• ASSIGNMENT
Each record should appear again in the response exactly as it does in the original.

• GIVEN RECORDS

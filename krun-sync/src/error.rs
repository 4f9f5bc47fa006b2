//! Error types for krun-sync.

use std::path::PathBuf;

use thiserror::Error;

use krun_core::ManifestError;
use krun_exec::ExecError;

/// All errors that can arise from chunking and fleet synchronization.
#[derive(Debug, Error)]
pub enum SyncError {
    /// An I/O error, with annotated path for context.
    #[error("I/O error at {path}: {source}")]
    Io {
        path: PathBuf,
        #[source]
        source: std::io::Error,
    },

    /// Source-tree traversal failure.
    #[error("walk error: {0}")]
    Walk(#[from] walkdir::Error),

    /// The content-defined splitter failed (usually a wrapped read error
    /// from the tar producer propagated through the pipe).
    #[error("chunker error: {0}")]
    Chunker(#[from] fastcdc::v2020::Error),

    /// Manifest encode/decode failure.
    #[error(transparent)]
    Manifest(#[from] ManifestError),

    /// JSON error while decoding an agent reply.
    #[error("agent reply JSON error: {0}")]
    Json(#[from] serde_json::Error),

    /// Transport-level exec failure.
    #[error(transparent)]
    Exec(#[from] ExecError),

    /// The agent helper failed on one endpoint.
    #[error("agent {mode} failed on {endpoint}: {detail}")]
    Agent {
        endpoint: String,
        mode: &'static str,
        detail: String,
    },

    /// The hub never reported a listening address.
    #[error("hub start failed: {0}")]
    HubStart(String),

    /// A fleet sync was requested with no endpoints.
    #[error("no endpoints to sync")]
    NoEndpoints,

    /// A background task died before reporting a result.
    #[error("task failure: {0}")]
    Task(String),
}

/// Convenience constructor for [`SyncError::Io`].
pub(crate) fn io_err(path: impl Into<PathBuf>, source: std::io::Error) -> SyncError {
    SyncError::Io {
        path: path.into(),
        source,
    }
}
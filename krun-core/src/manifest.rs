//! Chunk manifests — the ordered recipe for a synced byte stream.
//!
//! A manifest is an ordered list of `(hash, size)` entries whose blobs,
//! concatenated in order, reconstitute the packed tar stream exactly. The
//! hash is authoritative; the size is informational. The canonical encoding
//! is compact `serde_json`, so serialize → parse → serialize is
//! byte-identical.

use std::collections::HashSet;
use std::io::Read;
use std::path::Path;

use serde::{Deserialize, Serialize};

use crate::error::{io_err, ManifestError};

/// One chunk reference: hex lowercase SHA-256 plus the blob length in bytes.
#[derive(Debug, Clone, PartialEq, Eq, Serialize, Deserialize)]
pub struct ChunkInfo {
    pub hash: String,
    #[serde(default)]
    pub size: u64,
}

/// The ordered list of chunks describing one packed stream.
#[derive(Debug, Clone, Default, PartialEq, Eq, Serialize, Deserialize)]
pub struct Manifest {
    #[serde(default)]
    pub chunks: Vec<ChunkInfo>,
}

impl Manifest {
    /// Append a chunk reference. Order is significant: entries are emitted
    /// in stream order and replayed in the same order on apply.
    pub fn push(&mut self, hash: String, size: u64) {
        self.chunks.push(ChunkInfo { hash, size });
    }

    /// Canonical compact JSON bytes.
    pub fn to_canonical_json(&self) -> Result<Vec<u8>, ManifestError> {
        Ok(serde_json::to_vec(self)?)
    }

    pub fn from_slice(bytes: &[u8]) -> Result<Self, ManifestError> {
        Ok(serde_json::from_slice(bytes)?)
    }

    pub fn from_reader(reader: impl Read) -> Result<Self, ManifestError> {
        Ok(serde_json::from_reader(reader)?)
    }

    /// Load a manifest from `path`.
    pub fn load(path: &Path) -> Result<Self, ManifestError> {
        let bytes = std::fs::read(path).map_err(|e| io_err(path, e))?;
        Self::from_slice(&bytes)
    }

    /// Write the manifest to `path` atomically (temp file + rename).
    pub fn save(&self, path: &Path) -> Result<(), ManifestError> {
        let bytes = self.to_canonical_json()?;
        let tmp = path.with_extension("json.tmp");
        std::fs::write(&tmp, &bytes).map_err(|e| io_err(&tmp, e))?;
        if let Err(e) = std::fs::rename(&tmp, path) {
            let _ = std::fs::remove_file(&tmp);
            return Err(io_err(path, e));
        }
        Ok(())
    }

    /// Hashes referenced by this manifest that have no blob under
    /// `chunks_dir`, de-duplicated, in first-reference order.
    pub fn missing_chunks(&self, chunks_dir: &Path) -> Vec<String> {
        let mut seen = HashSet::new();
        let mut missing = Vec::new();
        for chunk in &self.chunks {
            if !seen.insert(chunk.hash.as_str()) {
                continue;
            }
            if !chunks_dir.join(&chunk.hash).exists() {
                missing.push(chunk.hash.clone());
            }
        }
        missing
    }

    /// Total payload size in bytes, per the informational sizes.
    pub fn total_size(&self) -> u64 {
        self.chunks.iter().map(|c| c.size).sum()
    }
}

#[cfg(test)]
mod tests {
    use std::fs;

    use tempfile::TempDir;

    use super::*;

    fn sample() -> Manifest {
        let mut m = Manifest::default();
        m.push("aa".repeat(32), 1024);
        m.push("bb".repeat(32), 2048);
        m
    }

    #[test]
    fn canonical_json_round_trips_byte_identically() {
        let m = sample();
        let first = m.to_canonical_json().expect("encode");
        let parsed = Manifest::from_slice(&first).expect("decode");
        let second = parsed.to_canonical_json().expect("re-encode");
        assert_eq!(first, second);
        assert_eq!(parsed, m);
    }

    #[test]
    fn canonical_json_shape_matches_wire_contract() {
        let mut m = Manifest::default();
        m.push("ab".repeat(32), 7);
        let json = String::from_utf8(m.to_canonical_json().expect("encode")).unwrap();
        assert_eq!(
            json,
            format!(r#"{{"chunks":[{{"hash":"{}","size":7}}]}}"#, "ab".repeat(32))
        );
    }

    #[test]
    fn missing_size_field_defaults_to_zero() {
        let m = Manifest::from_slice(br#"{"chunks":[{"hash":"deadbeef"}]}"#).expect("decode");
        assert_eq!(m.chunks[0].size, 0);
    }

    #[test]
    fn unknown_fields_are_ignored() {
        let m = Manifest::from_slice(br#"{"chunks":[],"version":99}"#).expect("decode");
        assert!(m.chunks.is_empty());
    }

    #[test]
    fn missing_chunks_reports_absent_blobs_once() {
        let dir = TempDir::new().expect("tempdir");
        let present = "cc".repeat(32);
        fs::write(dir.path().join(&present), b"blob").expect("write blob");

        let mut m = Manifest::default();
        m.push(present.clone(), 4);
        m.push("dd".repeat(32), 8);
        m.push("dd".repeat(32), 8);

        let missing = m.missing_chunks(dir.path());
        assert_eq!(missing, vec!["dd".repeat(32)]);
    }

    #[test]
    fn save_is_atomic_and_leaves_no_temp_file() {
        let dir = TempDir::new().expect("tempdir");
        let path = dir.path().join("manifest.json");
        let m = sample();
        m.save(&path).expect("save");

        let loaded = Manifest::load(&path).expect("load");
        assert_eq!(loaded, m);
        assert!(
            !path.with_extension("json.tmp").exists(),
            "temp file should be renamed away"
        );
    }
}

• OUTPUT
filename krun-sync/src/error.rs
repository 4f9f5bc47fa006b2
//! Error types for krun-sync.

use std::path::PathBuf;

use thiserror::Error;

use krun_core::ManifestError;
use krun_exec::ExecError;

/// All errors that can arise from chunking and fleet synchronization.
#[derive(Debug, Error)]
pub enum SyncError {
    /// An I/O error, with annotated path for context.
    #[error("I/O error at {path}: {source}")]
    Io {
        path: PathBuf,
        #[source]
        source: std::io::Error,
    },

    /// Source-tree traversal failure.
    #[error("walk error: {0}")]
    Walk(#[from] walkdir::Error),

    /// The content-defined splitter failed (usually a wrapped read error
    /// from the tar producer propagated through the pipe).
    #[error("chunker error: {0}")]
    Chunker(#[from] fastcdc::v2020::Error),

    /// Manifest encode/decode failure.
    #[error(transparent)]
    Manifest(#[from] ManifestError),

    /// JSON error while decoding an agent reply.
    #[error("agent reply JSON error: {0}")]
    Json(#[from] serde_json::Error),

    /// Transport-level exec failure.
    #[error(transparent)]
    Exec(#[from] ExecError),

    /// The agent helper failed on one endpoint.
    #[error("agent {mode} failed on {endpoint}: {detail}")]
    Agent {
        endpoint: String,
        mode: &'static str,
        detail: String,
    },

    /// The hub never reported a listening address.
    #[error("hub start failed: {0}")]
    HubStart(String),

    /// A fleet sync was requested with no endpoints.
    #[error("no endpoints to sync")]
    NoEndpoints,

    /// A background task died before reporting a result.
    #[error("task failure: {0}")]
    Task(String),
}

/// Convenience constructor for [`SyncError::Io`].
pub(crate) fn io_err(path: impl Into<PathBuf>, source: std::io::Error) -> SyncError {
    SyncError::Io {
        path: path.into(),
        source,
    }
}
filename krun-core/src/manifest.rs
//! Chunk manifests — the ordered recipe for a synced byte stream.
//!
//! A manifest is an ordered list of `(hash, size)` entries whose blobs,
//! concatenated in order, reconstitute the packed tar stream exactly. The
//! hash is authoritative; the size is informational. The canonical encoding
//! is compact `serde_json`, so serialize → parse → serialize is
//! byte-identical.

use std::collections::HashSet;
use std::io::Read;
use std::path::Path;

use serde::{Deserialize, Serialize};

use crate::error::{io_err, ManifestError};

/// One chunk reference: hex lowercase SHA-256 plus the blob length in bytes.
#[derive(Debug, Clone, PartialEq, Eq, Serialize, Deserialize)]
pub struct ChunkInfo {
    pub hash: String,
    #[serde(default)]
    pub size: u64,
}

/// The ordered list of chunks describing one packed stream.
#[derive(Debug, Clone, Default, PartialEq, Eq, Serialize, Deserialize)]
pub struct Manifest {
    #[serde(default)]
    pub chunks: Vec<ChunkInfo>,
}

impl Manifest {
    /// Append a chunk reference. Order is significant: entries are emitted
    /// in stream order and replayed in the same order on apply.
    pub fn push(&mut self, hash: String, size: u64) {
        self.chunks.push(ChunkInfo { hash, size });
    }

    /// Canonical compact JSON bytes.
    pub fn to_canonical_json(&self) -> Result<Vec<u8>, ManifestError> {
        Ok(serde_json::to_vec(self)?)
    }

    pub fn from_slice(bytes: &[u8]) -> Result<Self, ManifestError> {
        Ok(serde_json::from_slice(bytes)?)
    }

    pub fn from_reader(reader: impl Read) -> Result<Self, ManifestError> {
        Ok(serde_json::from_reader(reader)?)
    }

    /// Load a manifest from `path`.
    pub fn load(path: &Path) -> Result<Self, ManifestError> {
        let bytes = std::fs::read(path).map_err(|e| io_err(path, e))?;
        Self::from_slice(&bytes)
    }

    /// Write the manifest to `path` atomically (temp file + rename).
    pub fn save(&self, path: &Path) -> Result<(), ManifestError> {
        let bytes = self.to_canonical_json()?;
        let tmp = path.with_extension("json.tmp");
        std::fs::write(&tmp, &bytes).map_err(|e| io_err(&tmp, e))?;
        if let Err(e) = std::fs::rename(&tmp, path) {
            let _ = std::fs::remove_file(&tmp);
            return Err(io_err(path, e));
        }
        Ok(())
    }

    /// Hashes referenced by this manifest that have no blob under
    /// `chunks_dir`, de-duplicated, in first-reference order.
    pub fn missing_chunks(&self, chunks_dir: &Path) -> Vec<String> {
        let mut seen = HashSet::new();
        let mut missing = Vec::new();
        for chunk in &self.chunks {
            if !seen.insert(chunk.hash.as_str()) {
                continue;
            }
            if !chunks_dir.join(&chunk.hash).exists() {
                missing.push(chunk.hash.clone());
            }
        }
        missing
    }

    /// Total payload size in bytes, per the informational sizes.
    pub fn total_size(&self) -> u64 {
        self.chunks.iter().map(|c| c.size).sum()
    }
}

#[cfg(test)]
mod tests {
    use std::fs;

    use tempfile::TempDir;

    use super::*;

    fn sample() -> Manifest {
        let mut m = Manifest::default();
        m.push("aa".repeat(32), 1024);
        m.push("bb".repeat(32), 2048);
        m
    }

    #[test]
    fn canonical_json_round_trips_byte_identically() {
        let m = sample();
        let first = m.to_canonical_json().expect("encode");
        let parsed = Manifest::from_slice(&first).expect("decode");
        let second = parsed.to_canonical_json().expect("re-encode");
        assert_eq!(first, second);
        assert_eq!(parsed, m);
    }

    #[test]
    fn canonical_json_shape_matches_wire_contract() {
        let mut m = Manifest::default();
        m.push("ab".repeat(32), 7);
        let json = String::from_utf8(m.to_canonical_json().expect("encode")).unwrap();
        assert_eq!(
            json,
            format!(r#"{{"chunks":[{{"hash":"{}","size":7}}]}}"#, "ab".repeat(32))
        );
    }

    #[test]
    fn missing_size_field_defaults_to_zero() {
        let m = Manifest::from_slice(br#"{"chunks":[{"hash":"deadbeef"}]}"#).expect("decode");
        assert_eq!(m.chunks[0].size, 0);
    }

    #[test]
    fn unknown_fields_are_ignored() {
        let m = Manifest::from_slice(br#"{"chunks":[],"version":99}"#).expect("decode");
        assert!(m.chunks.is_empty());
    }

    #[test]
    fn missing_chunks_reports_absent_blobs_once() {
        let dir = TempDir::new().expect("tempdir");
        let present = "cc".repeat(32);
        fs::write(dir.path().join(&present), b"blob").expect("write blob");

        let mut m = Manifest::default();
        m.push(present.clone(), 4);
        m.push("dd".repeat(32), 8);
        m.push("dd".repeat(32), 8);

        let missing = m.missing_chunks(dir.path());
        assert_eq!(missing, vec!["dd".repeat(32)]);
    }

    #[test]
    fn save_is_atomic_and_leaves_no_temp_file() {
        let dir = TempDir::new().expect("tempdir");
        let path = dir.path().join("manifest.json");
        let m = sample();
        m.save(&path).expect("save");

        let loaded = Manifest::load(&path).expect("load");
        assert_eq!(loaded, m);
        assert!(
            !path.with_extension("json.tmp").exists(),
            "temp file should be renamed away"
        );
    }
}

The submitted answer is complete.